Russian individualist anarchist (1878–1921)

Pavel Dmitrievich Turchaninov (Па́вел Дми́триевич Турчани́нов; 1878–1921), commonly known by his pseudonym Lev Chernyi (Лев Чёрный), was a Russian individualist anarchist. Having joined the anarchist movement during the Russian Revolution of 1905, during which he developed his individualist theory of "associational anarchism", Chernyi was arrested and exiled to Siberia for his revolutionary activities.

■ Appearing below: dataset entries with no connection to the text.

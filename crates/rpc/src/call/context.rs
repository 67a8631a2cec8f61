use std::fmt;

use serde::{Serialize, de::DeserializeOwned};

use crate::call::{CallShape, ServiceCallIdentifier};
use crate::fault::{ErrorRegistry, FaultEnvelope, RpcError};
use crate::protocol::RpcReference;
use crate::serialization::{PayloadSerializer, SerializedPayload};

/// Which side of the call this node is on.
#[derive(Debug, Clone, Copy, PartialEq, Eq, Hash)]
pub enum CallDirection {
    /// The peer called us.
    Incoming,
    /// We are calling the peer.
    Outgoing,
}

/// Per-call information handed to handlers and interceptors.
#[derive(Clone)]
pub struct CallContext {
    service_call: ServiceCallIdentifier,
    shape: CallShape,
    direction: CallDirection,
    reference: Option<RpcReference>,
    serializer: PayloadSerializer,
    declared_errors: ErrorRegistry,
    node_errors: ErrorRegistry,
}

impl CallContext {
    pub(crate) const fn new(
        service_call: ServiceCallIdentifier,
        shape: CallShape,
        direction: CallDirection,
        serializer: PayloadSerializer,
        declared_errors: ErrorRegistry,
        node_errors: ErrorRegistry,
    ) -> Self {
        Self {
            service_call,
            shape,
            direction,
            reference: None,
            serializer,
            declared_errors,
            node_errors,
        }
    }

    pub(crate) fn with_reference(mut self, reference: RpcReference) -> Self {
        self.reference = Some(reference);
        self
    }

    /// The call being made.
    #[must_use]
    pub const fn service_call(&self) -> &ServiceCallIdentifier {
        &self.service_call
    }

    /// Shape of the call.
    #[must_use]
    pub const fn shape(&self) -> CallShape {
        self.shape
    }

    /// Incoming or outgoing.
    #[must_use]
    pub const fn direction(&self) -> CallDirection {
        self.direction
    }

    /// The wire reference. Outgoing calls get one only when the frame is
    /// sent, after the interceptor chain has run.
    #[must_use]
    pub const fn reference(&self) -> Option<RpcReference> {
        self.reference
    }

    /// Serializer for outgoing payloads.
    #[must_use]
    pub const fn serializer(&self) -> PayloadSerializer {
        self.serializer
    }

    /// Encode a value in this node's payload format.
    ///
    /// # Errors
    ///
    /// Returns [`crate::fault::InternalServerError`] if the value cannot be
    /// serialized.
    pub fn encode<T: Serialize + ?Sized>(&self, value: &T) -> Result<SerializedPayload, RpcError> {
        self.serializer.serialize(value).map_err(RpcError::from)
    }

    /// Decode a payload the peer sent.
    ///
    /// # Errors
    ///
    /// Returns [`crate::fault::ProtocolViolationError`] if the payload does
    /// not decode as `T`.
    pub fn decode<T: DeserializeOwned>(&self, payload: &SerializedPayload) -> Result<T, RpcError> {
        self.serializer.deserialize(payload).map_err(|e| {
            RpcError::protocol_violation(format!(
                "malformed payload for {}: {e}",
                self.service_call
            ))
        })
    }

    /// Wire form of a fault.
    #[must_use]
    pub fn fault_envelope(&self, error: &RpcError) -> FaultEnvelope {
        error.to_envelope(self.serializer.format())
    }

    /// Rebuild a fault the peer sent, trying the call's declared faults
    /// before the node's.
    #[must_use]
    pub fn decode_fault(&self, envelope: FaultEnvelope) -> RpcError {
        self.declared_errors.decode_with(&self.node_errors, envelope)
    }
}

impl fmt::Debug for CallContext {
    fn fmt(&self, f: &mut fmt::Formatter<'_>) -> fmt::Result {
        f.debug_struct("CallContext")
            .field("service_call", &self.service_call)
            .field("shape", &self.shape)
            .field("direction", &self.direction)
            .field("reference", &self.reference)
            .finish_non_exhaustive()
    }
}
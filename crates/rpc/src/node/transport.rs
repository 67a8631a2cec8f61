//! The caller-facing handle of a node.

use std::fmt;
use std::sync::{Arc, Weak};

use futures::{FutureExt, Stream};

use crate::call::{
    BistreamHandler, CallContext, CallDescription, CallDirection, CallHandler, CallShape,
    ColdBistreamCallDescription, ColdDownstreamCallDescription, ColdUpstreamCallDescription,
    DownstreamHandler, Payload, PayloadStream, RpcStream, SingleCallDescription, SingleHandler,
    UpstreamHandler, decode_items, encode_items,
};
use crate::fault::RpcError;
use crate::interceptor::InterceptorRegistry;
use crate::node::core::{NodeCore, OutgoingChain};
use crate::runner;
use crate::serialization::SerializedPayload;

/// Makes calls to the peer. Cheap to clone.
///
/// Calls made while the node is not active fail with a
/// `ConnectionClosedError`.
#[derive(Clone)]
pub struct RpcTransport {
    core: Arc<NodeCore>,
}

impl RpcTransport {
    pub(crate) const fn new(core: Arc<NodeCore>) -> Self {
        Self { core }
    }

    /// Encode the request and pick the outgoing chain for `D`'s shape.
    fn prepare<D: CallDescription>(
        &self,
        description: &D,
    ) -> Result<(CallContext, CallHandler), RpcError> {
        let dispatch = self.core.dispatch().ok_or_else(RpcError::connection_closed)?;
        let context = CallContext::new(
            description.identifier().clone(),
            D::SHAPE,
            CallDirection::Outgoing,
            self.core.serializer,
            description.errors().clone(),
            dispatch.errors.clone(),
        );
        let handler = match D::SHAPE {
            CallShape::Single => dispatch.outgoing.single.clone(),
            CallShape::ColdUpstream => dispatch.outgoing.upstream.clone(),
            CallShape::ColdDownstream => dispatch.outgoing.downstream.clone(),
            CallShape::ColdBistream => dispatch.outgoing.bistream.clone(),
        };
        Ok((context, handler))
    }

    fn shape_mismatch(context: &CallContext) -> RpcError {
        RpcError::internal(format!(
            "outgoing chain does not match {} call {}",
            context.shape(),
            context.service_call()
        ))
    }

    /// Make a Single call.
    ///
    /// # Errors
    ///
    /// The callee's fault, or a local fault if the call could not be made.
    pub async fn single_call<Req, Resp>(
        &self,
        description: &SingleCallDescription<Req, Resp>,
        request: Req,
    ) -> Result<Resp, RpcError>
    where
        Req: Payload,
        Resp: Payload,
    {
        let (context, handler) = self.prepare(description)?;
        let CallHandler::Single(handler) = handler else {
            return Err(Self::shape_mismatch(&context));
        };

        let payload = context.encode(&request)?;
        let response = handler(context.clone(), payload).await?;
        context.decode(&response)
    }

    /// Make a ColdUpstream call. `items` is polled once per `Start` the
    /// callee sends.
    ///
    /// # Errors
    ///
    /// The callee's fault, or a local fault if the call could not be made.
    pub async fn client_stream<Req, Item, Resp, S>(
        &self,
        description: &ColdUpstreamCallDescription<Req, Item, Resp>,
        request: Req,
        items: S,
    ) -> Result<Resp, RpcError>
    where
        Req: Payload,
        Item: Payload,
        Resp: Payload,
        S: Stream<Item = Result<Item, RpcError>> + Send + 'static,
    {
        let (context, handler) = self.prepare(description)?;
        let CallHandler::ColdUpstream(handler) = handler else {
            return Err(Self::shape_mismatch(&context));
        };

        let payload = context.encode(&request)?;
        let upstream = encode_items(context.clone(), items);
        let response = handler(context.clone(), payload, upstream).await?;
        context.decode(&response)
    }

    /// Make a ColdDownstream call. Each poll of the returned stream asks
    /// the callee for one element; dropping it ends the call.
    ///
    /// # Errors
    ///
    /// Fails if the callee rejects the call before streaming.
    pub async fn server_stream<Req, Item>(
        &self,
        description: &ColdDownstreamCallDescription<Req, Item>,
        request: Req,
    ) -> Result<RpcStream<Item>, RpcError>
    where
        Req: Payload,
        Item: Payload,
    {
        let (context, handler) = self.prepare(description)?;
        let CallHandler::ColdDownstream(handler) = handler else {
            return Err(Self::shape_mismatch(&context));
        };

        let payload = context.encode(&request)?;
        let downstream = handler(context.clone(), payload).await?;
        Ok(decode_items(context, downstream))
    }

    /// Make a ColdBistream call.
    ///
    /// # Errors
    ///
    /// Fails if the callee rejects the call before streaming.
    pub async fn bi_stream<Req, In, Out, S>(
        &self,
        description: &ColdBistreamCallDescription<Req, In, Out>,
        request: Req,
        items: S,
    ) -> Result<RpcStream<Out>, RpcError>
    where
        Req: Payload,
        In: Payload,
        Out: Payload,
        S: Stream<Item = Result<In, RpcError>> + Send + 'static,
    {
        let (context, handler) = self.prepare(description)?;
        let CallHandler::ColdBistream(handler) = handler else {
            return Err(Self::shape_mismatch(&context));
        };

        let payload = context.encode(&request)?;
        let upstream = encode_items(context.clone(), items);
        let downstream = handler(context.clone(), payload, upstream).await?;
        Ok(decode_items(context, downstream))
    }
}

impl fmt::Debug for RpcTransport {
    fn fmt(&self, f: &mut fmt::Formatter<'_>) -> fmt::Result {
        f.debug_struct("RpcTransport")
            .field("role", &self.core.role)
            .field("state", &self.core.state())
            .finish_non_exhaustive()
    }
}

fn upgrade(core: &Weak<NodeCore>) -> Result<Arc<NodeCore>, RpcError> {
    core.upgrade().ok_or_else(RpcError::connection_closed)
}

/// Compose the outgoing interceptors around the runners that put calls
/// on the wire.
pub(crate) fn outgoing_chain(
    core: &Weak<NodeCore>,
    interceptors: &InterceptorRegistry,
) -> OutgoingChain {
    let single: SingleHandler = {
        let core = core.clone();
        Arc::new(move |context: CallContext, payload: SerializedPayload| {
            let core = core.clone();
            async move { runner::single::call(upgrade(&core)?, context, payload).await }.boxed()
        })
    };

    let upstream: UpstreamHandler = {
        let core = core.clone();
        Arc::new(
            move |context: CallContext, payload: SerializedPayload, items: PayloadStream| {
                let core = core.clone();
                async move {
                    runner::upstream::call(upgrade(&core)?, context, payload, items).await
                }
                .boxed()
            },
        )
    };

    let downstream: DownstreamHandler = {
        let core = core.clone();
        Arc::new(move |context: CallContext, payload: SerializedPayload| {
            let core = core.clone();
            async move { runner::downstream::call(upgrade(&core)?, context, payload).await }
                .boxed()
        })
    };

    let bistream: BistreamHandler = {
        let core = core.clone();
        Arc::new(
            move |context: CallContext, payload: SerializedPayload, items: PayloadStream| {
                let core = core.clone();
                async move {
                    runner::bistream::call(upgrade(&core)?, context, payload, items).await
                }
                .boxed()
            },
        )
    };

    OutgoingChain {
        single: interceptors.apply_outgoing(CallHandler::Single(single)),
        upstream: interceptors.apply_outgoing(CallHandler::ColdUpstream(upstream)),
        downstream: interceptors.apply_outgoing(CallHandler::ColdDownstream(downstream)),
        bistream: interceptors.apply_outgoing(CallHandler::ColdBistream(bistream)),
    }
}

After several escape attempts, one of which resulted in mutinous exiles capturing Turukhansk, he managed to flee to Paris, where he stayed until the Russian Revolution of 1917. After returning to Russia, he acted as secretary for the Moscow Federation of Anarchist Groups and organised the Black Guards, the federation's armed wing. As political repression against anarchists intensified after the Bolsheviks took power, Chernyi joined an underground anarchist group, which bombed a Russian Communist Party meeting. In 1921, Chernyi and Fanya Baron were arrested on charges of counterfeiting and were executed by shooting by the Cheka.

==Biography==
Pavel Dmitrievich Turchaninov was born to noble family in the Smolensk Governorate of the Russian Empire, on . His father, Dmitry Turchaninov, was a colonel in the Imperial Russian Army.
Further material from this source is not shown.